Which lines below hold the word "impl"? Copy all of them.

• [Collected data entries]
··········
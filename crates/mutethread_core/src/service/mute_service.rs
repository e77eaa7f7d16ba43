//! Mute propagation use-case service.
//!
//! # Responsibility
//! - Select conversations that still need mute processing.
//! - Walk each selected conversation and apply muted/processed tags.
//!
//! # Invariants
//! - Every selection issues a fresh store query.
//! - Every descendant of a selected root is visited and re-decided, whether
//!   or not an earlier run processed it.
//! - Tags are only added; the first store failure aborts the run.

use crate::db::{open_db, OpenMode};
use crate::model::addressing::{AddressMatch, AddressMatcher, AddressingLevel};
use crate::model::message::MessageId;
use crate::model::mute::{decide_mute, MuteTags, ParentContext};
use crate::repo::message_repo::{MessageStore, RepoError};
use log::{debug, error, info};
use rusqlite::Connection;
use serde::Serialize;
use std::error::Error;
use std::fmt::{Display, Formatter};
use std::path::Path;
use std::time::Instant;

pub type MuteResult<T> = Result<T, MuteError>;

/// Failure that aborts a mute run.
#[derive(Debug)]
pub enum MuteError {
    /// Store could not be opened (bad path, permissions, schema).
    StoreOpen(RepoError),
    /// Selection query is malformed or could not run.
    Query(RepoError),
    /// Tags, headers or replies of a message could not be read.
    Read { message: MessageId, source: RepoError },
    /// Store rejected a tag mutation.
    TagWrite {
        message: MessageId,
        tag: String,
        source: RepoError,
    },
}

impl Display for MuteError {
    fn fmt(&self, f: &mut Formatter<'_>) -> std::fmt::Result {
        match self {
            Self::StoreOpen(err) => write!(f, "cannot open message store: {err}"),
            Self::Query(err) => write!(f, "cannot select conversations: {err}"),
            Self::Read { message, source } => {
                write!(f, "cannot read message {message}: {source}")
            }
            Self::TagWrite {
                message,
                tag,
                source,
            } => write!(f, "cannot add tag `{tag}` to message {message}: {source}"),
        }
    }
}

impl Error for MuteError {
    fn source(&self) -> Option<&(dyn Error + 'static)> {
        match self {
            Self::StoreOpen(err) => Some(err),
            Self::Query(err) => Some(err),
            Self::Read { source, .. } => Some(source),
            Self::TagWrite { source, .. } => Some(source),
        }
    }
}

/// Opens the message store at `path` for a mute run.
///
/// # Errors
/// - [`MuteError::StoreOpen`] for a missing file, bad permissions or an
///   unsupported schema.
pub fn open_store(path: impl AsRef<Path>, mode: OpenMode) -> MuteResult<Connection> {
    open_db(path, mode).map_err(|err| MuteError::StoreOpen(RepoError::Db(err)))
}

/// Settings for one mute run.
#[derive(Debug, Clone, PartialEq, Eq)]
pub struct MuteConfig {
    /// Address whose To/Cc presence gates inheritance.
    pub target_address: String,
    pub address_match: AddressMatch,
    pub tags: MuteTags,
}

impl MuteConfig {
    pub fn new(target_address: impl Into<String>) -> Self {
        Self {
            target_address: target_address.into(),
            address_match: AddressMatch::default(),
            tags: MuteTags::default(),
        }
    }
}

/// Counters for one propagated conversation.
#[derive(Debug, Clone, Copy, Default, PartialEq, Eq, Serialize)]
pub struct PropagationStats {
    /// Messages visited, including already-processed ones.
    pub visited: u64,
    /// Messages decided muted in this walk.
    pub muted: u64,
    /// Muted tags that were not present before.
    pub muted_added: u64,
    /// Processed markers that were not present before.
    pub processed_added: u64,
}

impl PropagationStats {
    fn absorb(&mut self, other: PropagationStats) {
        self.visited += other.visited;
        self.muted += other.muted;
        self.muted_added += other.muted_added;
        self.processed_added += other.processed_added;
    }
}

/// Summary of a full run.
#[derive(Debug, Clone, Default, PartialEq, Eq, Serialize)]
pub struct MuteReport {
    /// Query used for selection.
    pub query: String,
    /// Selected conversation roots in processing order.
    pub roots: Vec<MessageId>,
    pub totals: PropagationStats,
}

/// Mute service facade over a message store.
pub struct MuteService<S: MessageStore> {
    store: S,
    tags: MuteTags,
    matcher: AddressMatcher,
}

impl<S: MessageStore> MuteService<S> {
    pub fn new(store: S, config: MuteConfig) -> Self {
        let matcher = AddressMatcher::new(config.target_address, config.address_match);
        Self {
            store,
            tags: config.tags,
            matcher,
        }
    }

    pub fn store(&self) -> &S {
        &self.store
    }

    pub fn tags(&self) -> &MuteTags {
        &self.tags
    }

    pub fn matcher(&self) -> &AddressMatcher {
        &self.matcher
    }

    /// Builds the selection query.
    ///
    /// Blank `extra_filter` adds nothing; otherwise it is appended verbatim
    /// inside parentheses as one more conjunct.
    pub fn candidate_query(&self, extra_filter: &str) -> String {
        let mut query = format!(
            "tag:{} AND NOT tag:{}",
            quote_term(&self.tags.command),
            quote_term(&self.tags.processed)
        );
        let extra = extra_filter.trim();
        if !extra.is_empty() {
            query.push_str(" AND (");
            query.push_str(extra);
            query.push(')');
        }
        query
    }

    /// Returns roots of conversations with a command-tagged message and an
    /// unprocessed message, narrowed by `extra_filter`.
    ///
    /// # Errors
    /// - [`MuteError::Query`] when the filter is malformed or the query fails.
    pub fn select_candidate_roots(&self, extra_filter: &str) -> MuteResult<Vec<MessageId>> {
        let query_string = self.candidate_query(extra_filter);
        let query = self.store.query(&query_string).map_err(MuteError::Query)?;
        let roots = self.store.search_roots(query).map_err(MuteError::Query)?;
        debug!(
            "event=mute_select module=service status=ok roots={}",
            roots.len()
        );
        Ok(roots)
    }

    /// Walks the conversation under `root` and applies the mute decision
    /// and processed marker to every message.
    ///
    /// Traversal is depth-first pre-order over an explicit stack.
    pub fn propagate(&self, root: MessageId) -> MuteResult<PropagationStats> {
        let mut stats = PropagationStats::default();
        let mut stack = vec![(root, ParentContext::Root)];

        while let Some((node, parent)) = stack.pop() {
            let tags = self.store.tags(node).map_err(|source| MuteError::Read {
                message: node,
                source,
            })?;
            let addressing = self.addressing_level(node)?;
            let command_tagged = tags.contains(&self.tags.command);
            let muted = decide_mute(command_tagged, parent, addressing);
            debug!(
                "event=mute_decide module=service message_uuid={} command={} parent_muted={} addressing={:?} muted={}",
                node,
                command_tagged,
                parent.is_muted(),
                addressing,
                muted
            );

            if muted {
                self.add_tag(node, &self.tags.muted)?;
                stats.muted += 1;
                if !tags.contains(&self.tags.muted) {
                    stats.muted_added += 1;
                }
            }
            self.add_tag(node, &self.tags.processed)?;
            if !tags.contains(&self.tags.processed) {
                stats.processed_added += 1;
            }
            stats.visited += 1;

            let replies = self.store.replies(node).map_err(|source| MuteError::Read {
                message: node,
                source,
            })?;
            let context = ParentContext::Reply { muted, addressing };
            // Reversed so the first reply is popped first.
            stack.extend(replies.into_iter().rev().map(|reply| (reply, context)));
        }

        Ok(stats)
    }

    /// Runs selection then propagation over every selected conversation.
    pub fn run(&self, extra_filter: &str) -> MuteResult<MuteReport> {
        let started_at = Instant::now();
        info!(
            "event=mute_run module=service status=start address_match={}",
            self.matcher.mode()
        );

        let result = self.run_inner(extra_filter);
        match &result {
            Ok(report) => info!(
                "event=mute_run module=service status=ok duration_ms={} threads={} visited={} muted_added={} processed_added={}",
                started_at.elapsed().as_millis(),
                report.roots.len(),
                report.totals.visited,
                report.totals.muted_added,
                report.totals.processed_added
            ),
            Err(err) => error!(
                "event=mute_run module=service status=error duration_ms={} error={}",
                started_at.elapsed().as_millis(),
                err
            ),
        }
        result
    }

    fn run_inner(&self, extra_filter: &str) -> MuteResult<MuteReport> {
        let query = self.candidate_query(extra_filter);
        let roots = self.select_candidate_roots(extra_filter)?;
        let mut totals = PropagationStats::default();
        for root in &roots {
            totals.absorb(self.propagate(*root)?);
        }
        Ok(MuteReport {
            query,
            roots,
            totals,
        })
    }

    /// Derives the addressing level of one message from its To/Cc headers.
    pub fn addressing_level(&self, id: MessageId) -> MuteResult<AddressingLevel> {
        let read = |name: &str| {
            self.store
                .header(id, name)
                .map_err(|source| MuteError::Read {
                    message: id,
                    source,
                })
        };
        let to = read("To")?;
        let cc = read("Cc")?;
        Ok(self.matcher.addressing_level(&to, &cc))
    }

    fn add_tag(&self, id: MessageId, tag: &str) -> MuteResult<()> {
        self.store
            .add_tag(id, tag)
            .map_err(|source| MuteError::TagWrite {
                message: id,
                tag: tag.to_string(),
                source,
            })
    }
}

/// Quotes a tag label when it contains characters the query tokenizer
/// would split on.
fn quote_term(value: &str) -> String {
    let needs_quotes = value
        .chars()
        .any(|ch| ch.is_whitespace() || matches!(ch, '(' | ')' | '"'));
    if needs_quotes {
        format!("\"{}\"", value.replace('"', "\"\""))
    } else {
        value.to_string()
    }
}
//! Human-readable views over stored conversations.

pub mod thread_view;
··········
• [Answer space]
impl Display for MuteError {
impl Error for MuteError {
pub fn open_store(path: impl AsRef<Path>, mode: OpenMode) -> MuteResult<Connection> {
impl MuteConfig {
    pub fn new(target_address: impl Into<String>) -> Self {
impl PropagationStats {
impl<S: MessageStore> MuteService<S> {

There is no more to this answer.